For Aim 2, we will develop Bayesian machine learning tools to predict host status from microbiome dynamics. The tools will learn easily interpretable, human-readable rules that predict host status from microbiome time-series data, and will be further extended to handle a variety of longitudinal study designs.
For Aim 3, we will engineer our microbiome dynamics analysis software tools for optimal performance, ease-of- use, maintainability, extensibility, and dissemination to the community. In total, the proposed work will yield a suite of contemporary software tools for analyzing microbiome dynamics, with expected broad use and major impact. The software will allow investigators to answer important scientific and translational questions about the microbiome, including discovering which microbial taxa or their metagenomes are affected over time by perturbations such as changes in diet or invasion by pathogens; predicting the effects of these perturbations over time, including changes in composition or stability of the gut microbiota; and finding temporal signatures in multi-?omic microbiome data that predict disease risk in the human host.

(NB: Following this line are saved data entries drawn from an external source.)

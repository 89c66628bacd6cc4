//! Signal/slot system for Horizon Checklist.
//!
//! This module provides a type-safe, Qt-inspired signal/slot mechanism. A
//! [`Signal<Args>`] keeps a registry of connected slots (callbacks) and
//! invokes every one of them, synchronously and in connection order, each time
//! the signal is emitted.
//!
//! # Key Types
//!
//! - [`Signal<Args>`] - The main signal type for emitting notifications
//! - [`ConnectionId`] - Unique identifier returned when connecting a slot
//! - [`ConnectionGuard`] - RAII guard that disconnects when dropped
//!
//! # Re-entrancy
//!
//! Emission takes a snapshot of the connected slots and releases the
//! registry lock before calling them. A slot may therefore connect,
//! disconnect, or emit on the same signal. Slots connected during an emission
//! are first called on the next emission.
//!
//! # Example
//!
//! ```
//! use horizon_checklist_core::Signal;
//!
//! let text_changed = Signal::<String>::new();
//!
//! let conn_id = text_changed.connect(|text| {
//!     println!("Text changed to: {}", text);
//! });
//!
//! text_changed.emit("Hello, World!".to_string());
//! text_changed.disconnect(conn_id);
//! ```

use std::sync::atomic::{AtomicBool, Ordering};
use std::sync::Arc;

use parking_lot::Mutex;
use slotmap::{new_key_type, SlotMap};

use crate::logging::targets;

new_key_type! {
    /// A unique identifier for a signal-slot connection.
    ///
    /// Use this ID to disconnect a specific connection via [`Signal::disconnect`].
    /// The ID remains valid until the connection is explicitly disconnected or
    /// the signal is dropped.
    pub struct ConnectionId;
}

type Slot<Args> = Arc<dyn Fn(&Args) + Send + Sync>;

/// Connected slots plus the order they were connected in.
///
/// The `SlotMap` reuses freed slots, so only `order` reflects connection
/// order.
struct Connections<Args> {
    slots: SlotMap<ConnectionId, Slot<Args>>,
    order: Vec<ConnectionId>,
}

impl<Args> Connections<Args> {
    fn new() -> Self {
        Self {
            slots: SlotMap::with_key(),
            order: Vec::new(),
        }
    }

    fn insert(&mut self, slot: Slot<Args>) -> ConnectionId {
        let id = self.slots.insert(slot);
        self.order.push(id);
        id
    }

    fn remove(&mut self, id: ConnectionId) -> bool {
        if self.slots.remove(id).is_none() {
            return false;
        }
        self.order.retain(|&connected| connected != id);
        true
    }

    fn clear(&mut self) {
        self.slots.clear();
        self.order.clear();
    }

    fn snapshot(&self) -> Vec<Slot<Args>> {
        self.order
            .iter()
            .filter_map(|&id| self.slots.get(id).cloned())
            .collect()
    }
}

/// A type-safe signal that can have multiple connected slots.
///
/// When a signal is emitted, all connected slots are invoked with a reference
/// to the provided arguments.
///
/// # Type Parameter
///
/// - `Args`: The argument type passed to connected slots. Use `()` for signals
///   with no arguments, or a tuple like `(String, usize)` for several.
pub struct Signal<Args> {
    /// All active connections, in connection order.
    connections: Mutex<Connections<Args>>,
    /// Whether signal emission is temporarily blocked.
    blocked: AtomicBool,
}

impl<Args: 'static> Default for Signal<Args> {
    fn default() -> Self {
        Self::new()
    }
}

impl<Args: 'static> Signal<Args> {
    /// Create a new signal with no connections.
    pub fn new() -> Self {
        Self {
            connections: Mutex::new(Connections::new()),
            blocked: AtomicBool::new(false),
        }
    }

    /// Connect a slot (closure) to this signal.
    ///
    /// Returns a `ConnectionId` that can be used to disconnect the slot later.
    ///
    /// # Example
    ///
    /// ```
    /// use horizon_checklist_core::Signal;
    ///
    /// let signal = Signal::<String>::new();
    /// let id = signal.connect(|s| println!("Got: {}", s));
    /// signal.emit("Hello".to_string());
    /// ```
    pub fn connect<F>(&self, slot: F) -> ConnectionId
    where
        F: Fn(&Args) + Send + Sync + 'static,
    {
        self.connections.lock().insert(Arc::new(slot))
    }

    /// Disconnect a specific slot by its connection ID.
    ///
    /// Returns `true` if the connection was found and removed, `false` otherwise.
    pub fn disconnect(&self, id: ConnectionId) -> bool {
        self.connections.lock().remove(id)
    }

    /// Disconnect all slots from this signal.
    pub fn disconnect_all(&self) {
        self.connections.lock().clear();
    }

    /// Get the number of connected slots.
    pub fn connection_count(&self) -> usize {
        self.connections.lock().slots.len()
    }

    /// Block signal emission temporarily.
    ///
    /// While blocked, calls to `emit()` do nothing.
    pub fn set_blocked(&self, blocked: bool) {
        self.blocked.store(blocked, Ordering::SeqCst);
    }

    /// Check if signal emission is currently blocked.
    pub fn is_blocked(&self) -> bool {
        self.blocked.load(Ordering::SeqCst)
    }

    /// Emit the signal, invoking all connected slots in connection order.
    ///
    /// If the signal is blocked, this does nothing.
    #[tracing::instrument(skip_all, target = "horizon_checklist_core::signal", level = "trace")]
    pub fn emit(&self, args: Args) {
        if self.is_blocked() {
            tracing::trace!(target: targets::SIGNAL, "signal blocked, skipping emit");
            return;
        }

        let slots = self.connections.lock().snapshot();
        tracing::trace!(target: targets::SIGNAL, connection_count = slots.len(), "emitting signal");

        for slot in slots {
            slot(&args);
        }
    }
}

impl<Args: Send + 'static> Signal<Args> {
    /// Connect a slot with automatic disconnection when the guard is dropped.
    ///
    /// The guard keeps the signal alive through its `Arc`.
    pub fn connect_scoped<F>(self: &Arc<Self>, slot: F) -> ConnectionGuard
    where
        F: Fn(&Args) + Send + Sync + 'static,
    {
        let id = self.connect(slot);
        let signal = Arc::clone(self);
        ConnectionGuard::new(move || {
            signal.disconnect(id);
        })
    }
}

/// A connection guard that disconnects when dropped.
///
/// Created by [`Signal::connect_scoped`] and
/// [`Binding::watch_scoped`](crate::Binding::watch_scoped).
///
/// # Example
///
/// ```
/// use horizon_checklist_core::Signal;
/// use std::sync::atomic::{AtomicI32, Ordering};
/// use std::sync::Arc;
///
/// let signal = Arc::new(Signal::<i32>::new());
/// let counter = Arc::new(AtomicI32::new(0));
/// {
///     let counter_clone = counter.clone();
///     let _guard = signal.connect_scoped(move |&n| {
///         counter_clone.fetch_add(n, Ordering::SeqCst);
///     });
///     signal.emit(42);
/// }
/// signal.emit(43);
/// assert_eq!(counter.load(Ordering::SeqCst), 42);
/// ```
#[must_use = "dropping the guard disconnects immediately"]
pub struct ConnectionGuard {
    disconnect: Option<Box<dyn FnOnce() + Send + Sync>>,
}

impl ConnectionGuard {
    /// Create a guard that runs `disconnect` once, when dropped or when
    /// [`disconnect`](Self::disconnect) is called.
    pub fn new<F>(disconnect: F) -> Self
    where
        F: FnOnce() + Send + Sync + 'static,
    {
        Self {
            disconnect: Some(Box::new(disconnect)),
        }
    }

    /// Disconnect now instead of waiting for drop.
    pub fn disconnect(mut self) {
        self.run();
    }

    fn run(&mut self) {
        if let Some(disconnect) = self.disconnect.take() {
            disconnect();
        }
    }
}

impl Drop for ConnectionGuard {
    fn drop(&mut self) {
        self.run();
    }
}

impl std::fmt::Debug for ConnectionGuard {
    fn fmt(&self, f: &mut std::fmt::Formatter<'_>) -> std::fmt::Result {
        f.debug_struct("ConnectionGuard")
            .field("connected", &self.disconnect.is_some())
            .finish()
    }
}

static_assertions::assert_impl_all!(Signal<String>: Send, Sync);
static_assertions::assert_impl_all!(ConnectionGuard: Send, Sync);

The human microbiota, or collection of micro-organisms living on and within us, plays an important role in health, and when disrupted or abnormal, may contribute to many types of diseases including infections, kidney diseases, bowel diseases, diabetes, heart diseases, arthritis, allergies, brain diseases, and cancer. Sophisticated computer-based tools are needed to make sense of human microbiota data, particularly time- series data, which can yield important insights into how our microbiomes change over time. This work will develop new and improved computer-based tools for analyzing microbiota time-series data, which will be made freely available and will enable scientists to increase our fundamental knowledge about how our microbiota affect us and ultimately to apply this knowledge to prevent and treat human illnesses.